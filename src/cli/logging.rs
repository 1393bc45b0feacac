use super::error::{CliError, Result};
use std::fs::File;
use std::path::PathBuf;
use tracing_subscriber::{filter::LevelFilter, fmt, prelude::*};

pub fn level_filter(verbosity: u8, quiet: bool) -> LevelFilter {
    if quiet {
        return LevelFilter::OFF;
    }
    match verbosity {
        0 => LevelFilter::WARN,
        1 => LevelFilter::INFO,
        2 => LevelFilter::DEBUG,
        _ => LevelFilter::TRACE,
    }
}

pub fn setup_logging(verbosity: u8, quiet: bool, log_file: Option<PathBuf>) -> Result<()> {
    let stderr_layer = fmt::layer()
        .with_writer(std::io::stderr)
        .with_ansi(true)
        .with_target(false)
        .compact();

    let subscriber = tracing_subscriber::registry()
        .with(level_filter(verbosity, quiet))
        .with(stderr_layer);

    if let Some(path) = log_file {
        let file = File::create(&path).map_err(CliError::Io)?;

        let file_layer = fmt::layer()
            .with_writer(file)
            .with_ansi(false)
            .with_target(true);

        subscriber.with(file_layer).init();
    } else {
        subscriber.init();
    }

    Ok(())
}

#[cfg(test)]
mod tests {
    use super::*;
    use std::thread;
    use std::time::Duration;
    use tracing::debug;

    #[test]
    fn verbosity_maps_to_levels() {
        assert_eq!(level_filter(0, false), LevelFilter::WARN);
        assert_eq!(level_filter(1, false), LevelFilter::INFO);
        assert_eq!(level_filter(2, false), LevelFilter::DEBUG);
        assert_eq!(level_filter(7, false), LevelFilter::TRACE);
        assert_eq!(level_filter(3, true), LevelFilter::OFF);
    }

    #[test]
    fn file_layer_receives_sieve_events() {
        let temp_dir = tempfile::tempdir().unwrap();
        let log_path = temp_dir.path().join("sieve.log");

        let file = File::create(&log_path).unwrap();
        let file_layer = fmt::layer().with_writer(file).with_ansi(false);
        let subscriber = tracing_subscriber::registry()
            .with(LevelFilter::DEBUG)
            .with(file_layer);

        tracing::subscriber::with_default(subscriber, || {
            debug!("Message for file-only test.");
            euler_sieve::sieve_primes_below(100).unwrap();
        });

        thread::sleep(Duration::from_millis(100));

        let content = std::fs::read_to_string(log_path).unwrap();
        assert!(content.contains("Message for file-only test."));
        assert!(content.contains("Sieved primes below bound."));
        assert!(content.contains("DEBUG"));
    }

    #[test]
    fn invalid_log_file_path_propagates_error() {
        let temp_dir = tempfile::tempdir().unwrap();
        // A directory cannot be opened as a log file; fails before init.
        let result = setup_logging(0, false, Some(temp_dir.path().to_path_buf()));
        assert!(matches!(result, Err(CliError::Io(_))));
    }
}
# # # #
Start at the first line and transcribe the data exactly through the last.

filename src/cli/logging.rs
repository 1393bc45b0feacac
use super::error::{CliError, Result};
use std::fs::File;
use std::path::PathBuf;
use tracing_subscriber::{filter::LevelFilter, fmt, prelude::*};

pub fn level_filter(verbosity: u8, quiet: bool) -> LevelFilter {
    if quiet {
        return LevelFilter::OFF;
    }
    match verbosity {
        0 => LevelFilter::WARN,
        1 => LevelFilter::INFO,
        2 => LevelFilter::DEBUG,
        _ => LevelFilter::TRACE,
    }
}

pub fn setup_logging(verbosity: u8, quiet: bool, log_file: Option<PathBuf>) -> Result<()> {
    let stderr_layer = fmt::layer()
        .with_writer(std::io::stderr)
        .with_ansi(true)
        .with_target(false)
        .compact();

    let subscriber = tracing_subscriber::registry()
        .with(level_filter(verbosity, quiet))
        .with(stderr_layer);

    if let Some(path) = log_file {
        let file = File::create(&path).map_err(CliError::Io)?;

        let file_layer = fmt::layer()
            .with_writer(file)
            .with_ansi(false)
            .with_target(true);

        subscriber.with(file_layer).init();
    } else {
        subscriber.init();
    }

    Ok(())
}

#[cfg(test)]
mod tests {
    use super::*;
    use std::thread;
    use std::time::Duration;
    use tracing::debug;

    #[test]
    fn verbosity_maps_to_levels() {
        assert_eq!(level_filter(0, false), LevelFilter::WARN);
        assert_eq!(level_filter(1, false), LevelFilter::INFO);
        assert_eq!(level_filter(2, false), LevelFilter::DEBUG);
        assert_eq!(level_filter(7, false), LevelFilter::TRACE);
        assert_eq!(level_filter(3, true), LevelFilter::OFF);
    }

    #[test]
    fn file_layer_receives_sieve_events() {
        let temp_dir = tempfile::tempdir().unwrap();
        let log_path = temp_dir.path().join("sieve.log");

        let file = File::create(&log_path).unwrap();
        let file_layer = fmt::layer().with_writer(file).with_ansi(false);
        let subscriber = tracing_subscriber::registry()
            .with(LevelFilter::DEBUG)
            .with(file_layer);

        tracing::subscriber::with_default(subscriber, || {
            debug!("Message for file-only test.");
            euler_sieve::sieve_primes_below(100).unwrap();
        });

        thread::sleep(Duration::from_millis(100));

        let content = std::fs::read_to_string(log_path).unwrap();
        assert!(content.contains("Message for file-only test."));
        assert!(content.contains("Sieved primes below bound."));
        assert!(content.contains("DEBUG"));
    }

    #[test]
    fn invalid_log_file_path_propagates_error() {
        let temp_dir = tempfile::tempdir().unwrap();
        // A directory cannot be opened as a log file; fails before init.
        let result = setup_logging(0, false, Some(temp_dir.path().to_path_buf()));
        assert!(matches!(result, Err(CliError::Io(_))));
    }
}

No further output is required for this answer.